"The most useless airport in the world" started its work in 2017, at St. Helena Island, where Napoleon I spent the last years of his life.
This place is extremely interesting for tourists, but it's very difficult to get there. St. Helena Island remains one of the most remote corners of the world.
Its history is mostly associated with the last years of Napoleon's life. This island lies in the Atlantic Ocean 1800 km from the west of Africa. The island is not part of the UK, but it belongs to it on the rights of overseas possessions.
In total, there are just over five thousand people living on the island. Mostly they are engaged in fishing, breeding livestock, and selling handicrafts. It is really hard to get there: before the airport was built it could only be reached by water from South Africa, and this journey took almost a week. As a result, the economy of this territory fully depends on the United Kingdom’s help.
How British taxpayers get "the most useless airport in the world"?

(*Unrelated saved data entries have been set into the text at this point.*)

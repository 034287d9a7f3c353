//! Application service — the hexagonal core.
//!
//! [`AppService`] owns the [`SafetyController`] and the runtime counters.
//! One call to [`AppService::tick`] is one control cycle:
//!
//! ```text
//!  SensorPort ──▶ ┌──────────────────────┐ ──▶ EventSink
//!                 │      AppService      │
//!   RelayPort ◀── │  threshold · latch   │ ──▶ AlertPort (GPS + SMS)
//!                 └──────────────────────┘
//! ```
//!
//! The relay is always written before any alert work starts, so the
//! ignition is already open while the alert path blocks on the GPS window
//! and modem pauses.

use core::fmt::Write as _;

use log::{info, warn};

use crate::alert::location::LocationSnippet;
use crate::config::SystemConfig;
use crate::diagnostics::RuntimeMetrics;
use crate::pins::ADC_FULL_SCALE;
use crate::safety::{CycleDecision, RelayState, SafetyController, SafetyState};

use super::events::AppEvent;
use super::ports::{AlertPort, EventSink, RelayPort, SensorPort};

/// Sent once at boot when `send_startup_notice` is set.
pub const STARTUP_NOTICE: &str = "SMART HELMET SYSTEM STARTED";

/// Prefix of every unsafe-episode alert.
pub const ALERT_PREFIX: &str = "ALCOHOL DETECTED! Ignition Disabled. Location: ";

/// One SMS worth of text.
pub const SMS_BODY_CAP: usize = 160;

pub type AlertBody = heapless::String<SMS_BODY_CAP>;

/// Build the alert text for an unsafe episode.
pub fn compose_alert_body(location: &LocationSnippet) -> AlertBody {
    let mut body = AlertBody::new();
    let _ = write!(body, "{ALERT_PREFIX}{location}");
    body
}

// ───────────────────────────────────────────────────────────────
// AppService
// ───────────────────────────────────────────────────────────────

pub struct AppService {
    config: SystemConfig,
    safety: SafetyController,
    cycles: u64,
    alerts_sent: u32,
    sensor_faults: u32,
    relay_faults: u32,
}

impl AppService {
    pub fn new(config: SystemConfig) -> Self {
        let safety = SafetyController::new(config.alcohol_threshold);
        Self {
            config,
            safety,
            cycles: 0,
            alerts_sent: 0,
            sensor_faults: 0,
            relay_faults: 0,
        }
    }

    // ── Lifecycle ─────────────────────────────────────────────

    /// Force the relay open and announce the boot.
    ///
    /// Call once before the first [`tick`](Self::tick). The startup notice
    /// does not touch the alert latch.
    pub fn start(
        &mut self,
        hw: &mut impl RelayPort,
        alerts: &mut impl AlertPort,
        sink: &mut impl EventSink,
    ) {
        self.apply_relay(hw, RelayState::Disengaged, sink);
        sink.emit(&AppEvent::Started {
            threshold: self.safety.threshold(),
        });
        info!(
            "AppService started: threshold={} relay={}",
            self.safety.threshold(),
            hw.relay()
        );

        if self.config.send_startup_notice {
            alerts.send_sms(STARTUP_NOTICE);
        }
    }

    // ── Per-tick orchestration ────────────────────────────────

    /// Run one control cycle: read → decide → relay → (maybe) alert.
    pub fn tick(
        &mut self,
        hw: &mut (impl SensorPort + RelayPort),
        alerts: &mut impl AlertPort,
        sink: &mut impl EventSink,
    ) -> CycleDecision {
        self.cycles += 1;
        let prev_state = self.safety.state();

        // 1. Fresh sample. A failed read is treated as full scale so the
        //    relay opens.
        let reading = match hw.read_alcohol() {
            Ok(raw) => raw,
            Err(e) => {
                warn!("Alcohol sensor read failed ({}), assuming full scale", e);
                self.sensor_faults = self.sensor_faults.saturating_add(1);
                sink.emit(&AppEvent::SensorFault(e));
                ADC_FULL_SCALE
            }
        };

        // 2. Threshold + latch
        let decision = self.safety.evaluate(reading);

        // 3. Relay first
        self.apply_relay(hw, decision.relay, sink);

        // 4. Diagnostic stream
        sink.emit(&AppEvent::Reading(decision));
        if decision.state != prev_state {
            sink.emit(&AppEvent::StateChanged {
                from: prev_state,
                to: decision.state,
            });
        }

        // 5. One alert per unsafe episode
        if decision.raise_alert {
            self.raise_alert(alerts, sink);
        }

        decision
    }

    // ── Queries ───────────────────────────────────────────────

    /// Whether a heartbeat is due after the latest cycle.
    pub fn heartbeat_due(&self) -> bool {
        let every = u64::from(self.config.heartbeat_interval_cycles);
        every > 0 && self.cycles > 0 && self.cycles % every == 0
    }

    /// Snapshot runtime counters for the heartbeat event.
    pub fn build_metrics(&self, uptime_secs: u64) -> RuntimeMetrics {
        RuntimeMetrics::collect(
            uptime_secs,
            self.cycles,
            self.alerts_sent,
            self.sensor_faults,
            self.relay_faults,
        )
    }

    pub fn state(&self) -> SafetyState {
        self.safety.state()
    }

    /// Relay position commanded by the controller.
    pub fn relay(&self) -> RelayState {
        self.safety.relay()
    }

    pub fn alert_sent(&self) -> bool {
        self.safety.alert_sent()
    }

    /// Total control cycles executed since startup.
    pub fn cycle_count(&self) -> u64 {
        self.cycles
    }

    pub fn alerts_sent(&self) -> u32 {
        self.alerts_sent
    }

    pub fn sensor_faults(&self) -> u32 {
        self.sensor_faults
    }

    pub fn config(&self) -> &SystemConfig {
        &self.config
    }

    // ── Internal ──────────────────────────────────────────────

    fn apply_relay(&mut self, hw: &mut impl RelayPort, state: RelayState, sink: &mut impl EventSink) {
        if let Err(e) = hw.set_relay(state) {
            warn!("Relay write to {} failed: {}", state, e);
            self.relay_faults = self.relay_faults.saturating_add(1);
            sink.emit(&AppEvent::RelayFault(e));
        }
    }

    fn raise_alert(&mut self, alerts: &mut impl AlertPort, sink: &mut impl EventSink) {
        info!("Unsafe episode: collecting location before alert");
        let location = alerts.locate();
        let body = compose_alert_body(&location);
        alerts.send_sms(&body);
        self.alerts_sent = self.alerts_sent.saturating_add(1);
        sink.emit(&AppEvent::AlertSent { location });
    }
}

In order to "make the islands self-sufficient," the British government decided to build an airport there. The building of the first runway was completed in 2015. It costs the UK government about 285 million pounds sterling (about 320 million euros). For this money, British taxpayers get "the most useless airport in the world" - the bad weather conditions make aircraft landings extremely dangerous.
About 200 years ago it was already known by seafarers that St. Helena Island is very windy. Extremely strong winds blow there almost all the time, but the airport builders did not take this fact into account. The first flight was to take place in May 2016, but the miracle did not happen: the wind made the flight impossible. The aircraft could do nothing but turn around and go back to the place it started. Since then, the airport has had just a few working days - for charter and medical aircraft.

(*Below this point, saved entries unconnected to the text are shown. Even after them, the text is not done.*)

//! AppService → relay / alert pipeline against mock adapters.

use crate::mock_hw::{MockAlerts, MockHardware, RecordingSink};

use smarthelmet::alert::location::LocationSnippet;
use smarthelmet::app::events::AppEvent;
use smarthelmet::app::service::{ALERT_PREFIX, AppService, STARTUP_NOTICE};
use smarthelmet::config::SystemConfig;
use smarthelmet::safety::{RelayState, SafetyState};

fn quiet_config() -> SystemConfig {
    SystemConfig {
        send_startup_notice: false,
        ..SystemConfig::default()
    }
}

fn run(readings: &[u16]) -> (AppService, MockHardware, MockAlerts, RecordingSink) {
    let mut app = AppService::new(quiet_config());
    let mut hw = MockHardware::new(readings);
    let mut alerts = MockAlerts::new();
    let mut sink = RecordingSink::new();
    app.start(&mut hw, &mut alerts, &mut sink);
    for _ in readings {
        app.tick(&mut hw, &mut alerts, &mut sink);
    }
    (app, hw, alerts, sink)
}

// ── Startup ───────────────────────────────────────────────────

#[test]
fn start_forces_relay_open_before_first_reading() {
    let mut app = AppService::new(quiet_config());
    let mut hw = MockHardware::new(&[]);
    let mut alerts = MockAlerts::new();
    let mut sink = RecordingSink::new();

    app.start(&mut hw, &mut alerts, &mut sink);

    assert_eq!(hw.relay_calls, vec![RelayState::Disengaged]);
    assert_eq!(app.state(), SafetyState::Unsafe);
    assert!(!app.alert_sent());
    assert!(alerts.sent.is_empty());
    assert!(matches!(
        sink.events.first(),
        Some(AppEvent::Started { threshold: 300 })
    ));
}

#[test]
fn startup_notice_is_sent_once_and_does_not_latch() {
    let mut app = AppService::new(SystemConfig::default());
    let mut hw = MockHardware::new(&[500]);
    let mut alerts = MockAlerts::new();
    let mut sink = RecordingSink::new();

    app.start(&mut hw, &mut alerts, &mut sink);
    assert_eq!(alerts.sent, vec![STARTUP_NOTICE.to_string()]);
    assert_eq!(alerts.locate_calls, 0);
    assert!(!app.alert_sent());

    // An unsafe first reading still raises its own alert.
    app.tick(&mut hw, &mut alerts, &mut sink);
    assert_eq!(alerts.sent.len(), 2);
    assert_eq!(alerts.alerts().len(), 1);
}

// ── Threshold + latch scenarios ───────────────────────────────

#[test]
fn single_episode_raises_one_alert() {
    let (app, hw, alerts, _) = run(&[100, 320, 310, 280]);

    assert_eq!(
        hw.relay_calls,
        vec![
            RelayState::Disengaged, // start
            RelayState::Engaged,
            RelayState::Disengaged,
            RelayState::Disengaged,
            RelayState::Engaged,
        ]
    );
    assert_eq!(alerts.alerts().len(), 1);
    assert_eq!(alerts.locate_calls, 1);
    assert_eq!(app.alerts_sent(), 1);
    assert_eq!(app.state(), SafetyState::Safe);
    assert!(!app.alert_sent());
}

#[test]
fn each_unsafe_episode_alerts_again() {
    let (app, _, alerts, _) = run(&[320, 150, 330]);
    assert_eq!(alerts.alerts().len(), 2);
    assert_eq!(app.alerts_sent(), 2);
    assert!(app.alert_sent());
}

#[test]
fn threshold_value_itself_is_safe() {
    let (app, hw, alerts, _) = run(&[300]);
    assert_eq!(hw.last_relay_call(), Some(RelayState::Engaged));
    assert_eq!(app.state(), SafetyState::Safe);
    assert!(alerts.sent.is_empty());
}

#[test]
fn one_above_threshold_is_unsafe() {
    let (app, hw, alerts, _) = run(&[301]);
    assert_eq!(hw.last_relay_call(), Some(RelayState::Disengaged));
    assert_eq!(app.state(), SafetyState::Unsafe);
    assert_eq!(alerts.alerts().len(), 1);
}

#[test]
fn long_unsafe_run_alerts_only_once() {
    let readings = [900u16; 25];
    let (app, _, alerts, _) = run(&readings);
    assert_eq!(alerts.alerts().len(), 1);
    assert_eq!(app.cycle_count(), 25);
}

#[test]
fn alert_body_carries_location_snippet() {
    let mut app = AppService::new(quiet_config());
    let mut hw = MockHardware::new(&[450]);
    let mut alerts = MockAlerts::with_location(LocationSnippet::SignalWeak);
    let mut sink = RecordingSink::new();

    app.start(&mut hw, &mut alerts, &mut sink);
    app.tick(&mut hw, &mut alerts, &mut sink);

    assert_eq!(
        alerts.sent,
        vec![format!("{}GPS Signal Weak", ALERT_PREFIX)]
    );
    assert!(sink.events.iter().any(|e| matches!(
        e,
        AppEvent::AlertSent {
            location: LocationSnippet::SignalWeak
        }
    )));
}

// ── Relay before alert ────────────────────────────────────────

#[test]
fn relay_is_written_before_alert_work() {
    let mut app = AppService::new(quiet_config());
    let mut hw = MockHardware::new(&[100, 700]);
    let mut alerts = MockAlerts::new();
    let mut sink = RecordingSink::new();
    app.start(&mut hw, &mut alerts, &mut sink);

    app.tick(&mut hw, &mut alerts, &mut sink);
    let decision = app.tick(&mut hw, &mut alerts, &mut sink);

    assert!(decision.raise_alert);
    // Reading (relay already applied) is reported before the alert.
    let reading_at = sink
        .events
        .iter()
        .rposition(|e| matches!(e, AppEvent::Reading(d) if d.reading == 700))
        .unwrap();
    let alert_at = sink
        .events
        .iter()
        .position(|e| matches!(e, AppEvent::AlertSent { .. }))
        .unwrap();
    assert!(reading_at < alert_at);
    assert_eq!(hw.last_relay_call(), Some(RelayState::Disengaged));
}

// ── Faults ────────────────────────────────────────────────────

#[test]
fn sensor_fault_is_treated_as_unsafe() {
    let mut app = AppService::new(quiet_config());
    let mut hw = MockHardware::scripted(vec![Some(100), None]);
    let mut alerts = MockAlerts::new();
    let mut sink = RecordingSink::new();
    app.start(&mut hw, &mut alerts, &mut sink);

    app.tick(&mut hw, &mut alerts, &mut sink);
    assert_eq!(app.relay(), RelayState::Engaged);

    let decision = app.tick(&mut hw, &mut alerts, &mut sink);
    assert_eq!(decision.reading, smarthelmet::pins::ADC_FULL_SCALE);
    assert_eq!(decision.relay, RelayState::Disengaged);
    assert_eq!(hw.last_relay_call(), Some(RelayState::Disengaged));
    assert_eq!(app.sensor_faults(), 1);
    assert_eq!(alerts.alerts().len(), 1);
    assert_eq!(sink.count(|e| matches!(e, AppEvent::SensorFault(_))), 1);
}

#[test]
fn relay_fault_is_reported_and_loop_continues() {
    let mut app = AppService::new(quiet_config());
    let mut hw = MockHardware::new(&[100, 120]);
    hw.fail_relay = true;
    let mut alerts = MockAlerts::new();
    let mut sink = RecordingSink::new();
    app.start(&mut hw, &mut alerts, &mut sink);

    app.tick(&mut hw, &mut alerts, &mut sink);
    app.tick(&mut hw, &mut alerts, &mut sink);

    assert_eq!(app.cycle_count(), 2);
    assert_eq!(sink.count(|e| matches!(e, AppEvent::RelayFault(_))), 3);
    let metrics = app.build_metrics(0);
    assert_eq!(metrics.relay_faults, 3);
}

// ── Diagnostic stream ─────────────────────────────────────────

#[test]
fn every_cycle_emits_one_reading_event() {
    let (_, _, _, sink) = run(&[10, 20, 400, 30]);
    assert_eq!(sink.count(|e| matches!(e, AppEvent::Reading(_))), 4);
    // Unsafe → Safe, Safe → Unsafe, Unsafe → Safe
    assert_eq!(sink.count(|e| matches!(e, AppEvent::StateChanged { .. })), 3);
}

#[test]
fn heartbeat_metrics_reflect_counters() {
    let config = SystemConfig {
        heartbeat_interval_cycles: 2,
        ..quiet_config()
    };
    let mut app = AppService::new(config);
    let mut hw = MockHardware::new(&[400, 100]);
    let mut alerts = MockAlerts::new();
    let mut sink = RecordingSink::new();
    app.start(&mut hw, &mut alerts, &mut sink);

    app.tick(&mut hw, &mut alerts, &mut sink);
    assert!(!app.heartbeat_due());
    app.tick(&mut hw, &mut alerts, &mut sink);
    assert!(app.heartbeat_due());

    let m = app.build_metrics(42);
    assert_eq!(m.uptime_secs, 42);
    assert_eq!(m.control_cycles, 2);
    assert_eq!(m.alerts_sent, 1);
    assert_eq!(m.sensor_faults, 0);
}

In addition, the South African airline SA Airlink took 13 flights in test mode; finally, it was decided to start regular passenger flights.

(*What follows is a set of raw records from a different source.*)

//! System configuration parameters
//!
//! Every tunable is a compile-time constant; [`SystemConfig::default`] is the
//! only way a config is built. Nothing is loaded or persisted at runtime.

use serde::{Deserialize, Serialize};

use crate::error::{Error, Result};
use crate::pins::ADC_FULL_SCALE;

/// Raw ADC counts above which the rider is considered unsafe.
/// Calibrate against the individual MQ-3 after its burn-in period.
pub const ALCOHOL_THRESHOLD: u16 = 300;

/// Destination for alert SMS, in international format.
pub const ALERT_PHONE_NUMBER: &str = "+910000000000";

/// Capacity of the phone number field (E.164 max is 15 digits plus `+`).
pub const PHONE_NUMBER_CAP: usize = 20;

/// Control loop cadence.
pub const POLL_INTERVAL_MS: u32 = 1000;

/// How long the GPS channel is drained when building an alert.
pub const GPS_WINDOW_MS: u32 = 5000;

/// Pause after the mode-select, compose and body frames.
pub const MODEM_COMMAND_PAUSE_MS: u32 = 500;

/// Pause after CTRL-Z while the modem hands the message to the network.
pub const MODEM_SEND_PAUSE_MS: u32 = 1000;

/// Emit a runtime-metrics heartbeat every N control cycles.
pub const HEARTBEAT_INTERVAL_CYCLES: u32 = 60;

/// Task watchdog timeout. Must exceed the longest blocking cycle.
pub const WATCHDOG_TIMEOUT_MS: u32 = 15_000;

/// Send a "system started" SMS at boot.
pub const SEND_STARTUP_NOTICE: bool = true;

const _: () = assert!(ALERT_PHONE_NUMBER.len() <= PHONE_NUMBER_CAP);

/// Core system configuration
#[derive(Debug, Clone, Serialize, Deserialize)]
pub struct SystemConfig {
    // --- Interlock ---
    /// Readings strictly greater than this are unsafe.
    pub alcohol_threshold: u16,

    // --- Alerting ---
    /// Alert SMS destination.
    pub alert_number: heapless::String<PHONE_NUMBER_CAP>,
    /// Send a notice SMS when the controller boots.
    pub send_startup_notice: bool,

    // --- Timing ---
    /// Delay between control cycles (milliseconds).
    pub poll_interval_ms: u32,
    /// GPS drain window per alert (milliseconds).
    pub gps_window_ms: u32,
    /// Modem inter-command pause (milliseconds).
    pub modem_command_pause_ms: u32,
    /// Modem pause after the terminator byte (milliseconds).
    pub modem_send_pause_ms: u32,
    /// Heartbeat period in control cycles (0 disables).
    pub heartbeat_interval_cycles: u32,
    /// Task watchdog timeout (milliseconds).
    pub watchdog_timeout_ms: u32,
}

impl Default for SystemConfig {
    fn default() -> Self {
        let mut alert_number = heapless::String::new();
        let _ = alert_number.push_str(ALERT_PHONE_NUMBER);

        Self {
            alcohol_threshold: ALCOHOL_THRESHOLD,

            alert_number,
            send_startup_notice: SEND_STARTUP_NOTICE,

            poll_interval_ms: POLL_INTERVAL_MS,
            gps_window_ms: GPS_WINDOW_MS,
            modem_command_pause_ms: MODEM_COMMAND_PAUSE_MS,
            modem_send_pause_ms: MODEM_SEND_PAUSE_MS,
            heartbeat_interval_cycles: HEARTBEAT_INTERVAL_CYCLES,
            watchdog_timeout_ms: WATCHDOG_TIMEOUT_MS,
        }
    }
}

impl SystemConfig {
    /// Time spent inside one SMS transmission (four fixed pauses).
    pub fn sms_duration_ms(&self) -> u32 {
        self.modem_command_pause_ms * 3 + self.modem_send_pause_ms
    }

    /// Longest a single loop iteration can block: alert path plus the
    /// inter-cycle delay.
    pub fn worst_case_cycle_ms(&self) -> u32 {
        self.gps_window_ms + self.sms_duration_ms() + self.poll_interval_ms
    }

    /// Reject values the firmware cannot run with.
    pub fn validate(&self) -> Result<()> {
        if !is_dialable(&self.alert_number) {
            return Err(Error::Config("alert_number must be digits with an optional leading '+'"));
        }
        // A failed ADC read is replaced by full scale; it must stay unsafe.
        if self.alcohol_threshold >= ADC_FULL_SCALE {
            return Err(Error::Config("alcohol_threshold must be below ADC full scale"));
        }
        if self.poll_interval_ms == 0 {
            return Err(Error::Config("poll_interval_ms must be non-zero"));
        }
        if self.watchdog_timeout_ms <= self.worst_case_cycle_ms() {
            return Err(Error::Config(
                "watchdog_timeout_ms shorter than worst-case alert cycle",
            ));
        }
        Ok(())
    }
}

/// `+` optional, then at least three ASCII digits and nothing else.
fn is_dialable(number: &str) -> bool {
    let digits = number.strip_prefix('+').unwrap_or(number);
    digits.len() >= 3 && digits.bytes().all(|b| b.is_ascii_digit())
}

The flight starts in Johannesburg with an intermediate stop for refueling in Namibia (total distance is more than 3 thousand km). The journey takes 6 hours and 15 minutes; the cheapest flight round-trip will cost 804 pounds (900 euros).
Despite its remoteness, last year St. Helena Island received about 8,000 tourists; this is twice the number of local residents.
St. Helena Island is a quiet and cozy place, with a lot of XVI century fortresses. If you want to see the edge of the world, it is right here.